Alice, uma menina curiosa, cai em um buraco de coelho e, ao entrar em um mundo completamente insano e lógico ao mesmo tempo, encontra uma série de personagens e situações que desafiam a compreensão. “Alice no País das Maravilhas”, de Lewis Carroll, é uma obra que transcende o seu tempo e, ao ser lida na contemporaneidade, continua a provocar reflexões sobre o absurdo da vida e as complexidades da nossa própria sociedade. Talvez, mais do que uma simples história de fantasia, a obra de Carroll seja um espelho distorcido das contradições do mundo moderno.
O Coelho Branco, sempre apressado e nunca no tempo certo, reflete a sociedade atual, onde as pessoas vivem correndo, constantemente atrasadas, mas nunca sabem muito bem para onde estão indo. Na era da hiperconectividade e das demandas constantes, o Coelho Branco é o símbolo de nossa ansiedade crônica, sempre com o celular na mão, sempre esperando algo mais.
A Rainha de Copas, com sua autoridade implacável e seus comandos do tipo “Cortem-lhe a cabeça!”, evoca as figuras de poder de nossa sociedade — líderes autoritários e impositivos, que comandam com ameaças e que, muitas vezes, não sabem nem ao certo o que estão fazendo. Em tempos de polarização, as figuras da Rainha são onipresentes, governando por medo e pela imposição da obediência, sem espaço para questionamentos.
A lagarta, com sua natureza introspectiva e desinteressada pelas normas, poderia ser vista como uma metáfora para aqueles que se recusam a seguir as regras do jogo e buscam respostas próprias para as questões da vida, sem se submeter à pressão da conformidade. Ela oferece a Alice uma mudança, um novo ponto de vista — algo raro em uma sociedade onde a conformidade é muitas vezes incentivada em detrimento da individualidade.
E há o Gato de Cheshire, com seu sorriso enigmático e suas respostas vagas, uma imagem perfeita para o mundo das redes sociais. Ele existe e, ao mesmo tempo, não existe, é onipresente na vida das pessoas, mas com uma ausência de substância real. Sua presença é confortável e desconfortável ao mesmo tempo, como as interações superficiais que predominam em uma era digital, onde o que é visto pode não ser verdadeiramente o que se é.

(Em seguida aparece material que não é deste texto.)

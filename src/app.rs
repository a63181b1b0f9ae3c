use std::fs;
use std::panic::{self, AssertUnwindSafe};
use std::path::{Path, PathBuf};
use std::time::Instant;

use rayon::prelude::*;
use serde::Serialize;

use crate::config::{SimulationParams, BATCH_RESULTS_FILE_NAME};
use crate::error::{GlauberError, Result};
use crate::output::{read_result, DirectorySink};
use crate::simulation::checkpoint::latest_checkpoint;
use crate::simulation::{LatticeSimulation, RunResult, Strategy, StrategyKind, Topology};

/// Results root used when none is given: `results/<MMDD_HH-MM-SS>`
pub fn default_results_root() -> PathBuf {
    let stamp = chrono::Local::now().format("%m%d_%H-%M-%S").to_string();
    PathBuf::from("results").join(stamp)
}

/// A batch of independent runs over one or more initial densities.
#[derive(Clone, Debug)]
pub struct BatchConfig {
    /// Parameters shared by every run; `p` and `random_seed` are set per run
    pub base: SimulationParams,
    pub probabilities: Vec<f64>,
    pub repetitions: usize,
    pub strategy: StrategyKind,
    pub topology: Topology,
    pub results_root: PathBuf,
    /// Worker threads; `None` uses one per CPU
    pub threads: Option<usize>,
    /// Keep finished runs and warm-start unfinished ones from the newest
    /// checkpoint in their directory
    pub resume: bool,
    pub verbose: bool,
}

impl BatchConfig {
    pub fn new(
        base: SimulationParams,
        probabilities: Vec<f64>,
        repetitions: usize,
        results_root: impl Into<PathBuf>,
    ) -> Self {
        Self {
            base,
            probabilities,
            repetitions,
            strategy: StrategyKind::Fixed,
            topology: Topology::Bordered,
            results_root: results_root.into(),
            threads: None,
            resume: false,
            verbose: false,
        }
    }

    pub fn with_strategy(mut self, strategy: StrategyKind) -> Self {
        self.strategy = strategy;
        self
    }

    pub fn with_topology(mut self, topology: Topology) -> Self {
        self.topology = topology;
        self
    }

    pub fn with_threads(mut self, threads: Option<usize>) -> Self {
        self.threads = threads;
        self
    }

    pub fn with_resume(mut self, resume: bool) -> Self {
        self.resume = resume;
        self
    }

    pub fn with_verbose(mut self, verbose: bool) -> Self {
        self.verbose = verbose;
        self
    }

    /// Every (p, repetition) pair in launch order.
    pub fn tasks(&self) -> Vec<RepetitionTask> {
        let base_seed = self.base.random_seed.unwrap_or(0);
        self.probabilities
            .iter()
            .flat_map(|&p| {
                (0..self.repetitions).map(move |repetition| RepetitionTask {
                    p,
                    repetition,
                    seed: base_seed.wrapping_add(repetition as u64),
                    run_dir: self
                        .results_root
                        .join(format!("p-{p}"))
                        .join(format!("rep-{repetition}")),
                })
            })
            .collect()
    }

    /// Reject the batch before any worker starts.
    pub fn validate(&self) -> Result<()> {
        if self.probabilities.is_empty() {
            return Err(GlauberError::Configuration(
                "at least one probability is needed".to_string(),
            ));
        }
        if self.repetitions == 0 {
            return Err(GlauberError::Configuration(
                "repetitions must be positive".to_string(),
            ));
        }
        for &p in &self.probabilities {
            self.params_for(p, self.base.random_seed.unwrap_or(0))
                .validate(self.topology)?;
        }
        Ok(())
    }

    fn params_for(&self, p: f64, seed: u64) -> SimulationParams {
        let mut params = self.base.clone().with_seed(seed);
        params.p = p;
        if self.topology == Topology::Torus {
            params = params.into_torus();
        }
        params
    }
}

/// One repetition of a batch.
#[derive(Clone, Debug, PartialEq)]
pub struct RepetitionTask {
    pub p: f64,
    pub repetition: usize,
    pub seed: u64,
    pub run_dir: PathBuf,
}

impl RepetitionTask {
    /// Build the engine for this repetition and run it to completion.
    pub fn run(&self, config: &BatchConfig) -> Result<RunResult> {
        let params = config
            .params_for(self.p, self.seed)
            .with_results_dir(&self.run_dir);

        let checkpoint = if config.resume {
            if let Some(finished) = read_result(&self.run_dir)? {
                log::info!(
                    "{} already finished after {} iterations, keeping its result",
                    self.run_dir.display(),
                    finished.iterations
                );
                return Ok(finished);
            }
            let found = latest_checkpoint(&self.run_dir)?;
            if found.is_none() {
                log::warn!("No checkpoint in {}, starting fresh", self.run_dir.display());
            }
            found
        } else {
            None
        };

        let sink = DirectorySink::new(&self.run_dir)?;
        let strategy = Strategy::new(config.strategy, config.topology);
        let mut simulation = LatticeSimulation::new(params, strategy, sink)?;
        simulation.run(checkpoint.as_deref(), config.verbose)
    }
}

/// A repetition that returned an error or panicked.
#[derive(Clone, Debug, PartialEq, Serialize)]
pub struct RepetitionFailure {
    pub p: f64,
    pub repetition: usize,
    pub run_dir: PathBuf,
    pub message: String,
}

/// Aggregate over the completed repetitions of one probability.
#[derive(Clone, Debug, PartialEq, Serialize)]
pub struct BatchSummary {
    pub p: f64,
    pub repetitions: usize,
    pub fixations: usize,
    /// `fixations / repetitions`, 0 when nothing completed
    pub fixation_rate: f64,
    pub mean_iterations_when_fix: Option<f64>,
}

impl BatchSummary {
    pub fn from_results<'a>(p: f64, results: impl IntoIterator<Item = &'a RunResult>) -> Self {
        let mut repetitions = 0;
        let mut fixations = 0;
        let mut fixed_iterations = 0usize;

        for result in results {
            repetitions += 1;
            if result.fixation {
                fixations += 1;
                fixed_iterations += result.iterations;
            }
        }

        Self {
            p,
            repetitions,
            fixations,
            fixation_rate: if repetitions == 0 {
                0.0
            } else {
                fixations as f64 / repetitions as f64
            },
            mean_iterations_when_fix: (fixations > 0)
                .then(|| fixed_iterations as f64 / fixations as f64),
        }
    }
}

/// What a batch produced, as written to `batch-results.json`.
#[derive(Clone, Debug, Serialize)]
pub struct BatchReport {
    pub summaries: Vec<BatchSummary>,
    pub failures: Vec<RepetitionFailure>,
}

impl BatchReport {
    pub fn is_success(&self) -> bool {
        self.failures.is_empty()
    }

    pub fn write_json(&self, results_root: &Path) -> Result<PathBuf> {
        fs::create_dir_all(results_root)?;
        let path = results_root.join(BATCH_RESULTS_FILE_NAME);
        fs::write(&path, serde_json::to_string_pretty(self)?)?;
        Ok(path)
    }
}

fn panic_message(payload: &(dyn std::any::Any + Send)) -> String {
    if let Some(msg) = payload.downcast_ref::<&str>() {
        format!("panicked: {msg}")
    } else if let Some(msg) = payload.downcast_ref::<String>() {
        format!("panicked: {msg}")
    } else {
        "panicked".to_string()
    }
}

/// Run the batch on a rayon pool and write `batch-results.json`.
pub fn run_batch(config: &BatchConfig) -> Result<BatchReport> {
    run_batch_with(config, |task| task.run(config))
}

/// [`run_batch`] with a custom per-repetition runner.
///
/// Each repetition is isolated: an error or panic is recorded as a
/// [`RepetitionFailure`] and its siblings keep running.
pub fn run_batch_with<F>(config: &BatchConfig, runner: F) -> Result<BatchReport>
where
    F: Fn(&RepetitionTask) -> Result<RunResult> + Sync,
{
    config.validate()?;

    let pool = rayon::ThreadPoolBuilder::new()
        .num_threads(config.threads.unwrap_or(0))
        .build()
        .map_err(|e| GlauberError::Configuration(format!("thread pool: {e}")))?;

    let tasks = config.tasks();
    log::info!(
        "Running {} repetitions of {} strategy over p = {:?} on {} threads",
        tasks.len(),
        config.strategy,
        config.probabilities,
        pool.current_num_threads()
    );
    let start = Instant::now();

    let outcomes: Vec<(RepetitionTask, std::result::Result<RunResult, String>)> = pool.install(|| {
        tasks
            .into_par_iter()
            .map(|task| {
                let outcome = match panic::catch_unwind(AssertUnwindSafe(|| runner(&task))) {
                    Ok(Ok(result)) => {
                        log::info!(
                            "p={} rep={} done: fixation {}, iterations {}",
                            task.p,
                            task.repetition,
                            result.fixation,
                            result.iterations
                        );
                        Ok(result)
                    }
                    Ok(Err(e)) => Err(e.to_string()),
                    Err(payload) => Err(panic_message(payload.as_ref())),
                };
                if let Err(message) = &outcome {
                    log::error!("p={} rep={} failed: {}", task.p, task.repetition, message);
                }
                (task, outcome)
            })
            .collect()
    });

    let mut failures = Vec::new();
    let summaries = config
        .probabilities
        .iter()
        .map(|&p| {
            let completed = outcomes
                .iter()
                .filter(|(task, _)| task.p == p)
                .filter_map(|(_, outcome)| outcome.as_ref().ok());
            BatchSummary::from_results(p, completed)
        })
        .collect();

    for (task, outcome) in outcomes {
        if let Err(message) = outcome {
            failures.push(RepetitionFailure {
                p: task.p,
                repetition: task.repetition,
                run_dir: task.run_dir,
                message,
            });
        }
    }

    let report = BatchReport {
        summaries,
        failures,
    };
    let path = report.write_json(&config.results_root)?;
    log::info!(
        "Batch finished in {:.2?}, summary written to {}",
        start.elapsed(),
        path.display()
    );
    Ok(report)
}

Agora, se considerarmos a trajetória de Charles Lutwidge Dodgson — o verdadeiro nome de Lewis Carroll — podemos perceber que ele também estava navegando por um mundo repleto de normas rígidas e expectativas sociais. Dodgson era um matemático e lógico renomado, professor universitário, mas também um autor que desconstruía a rigidez da lógica por meio da fantasia. Sua obra nasceu, em parte, do desejo de criar algo que desafiasse as convenções de sua época, uma época vitoriana marcada por um certo conservadorismo e por regras sociais implacáveis. Carroll, com sua habilidade em brincar com palavras e lógica, criou um universo no qual as certezas são subvertidas e as convenções são desfeitas.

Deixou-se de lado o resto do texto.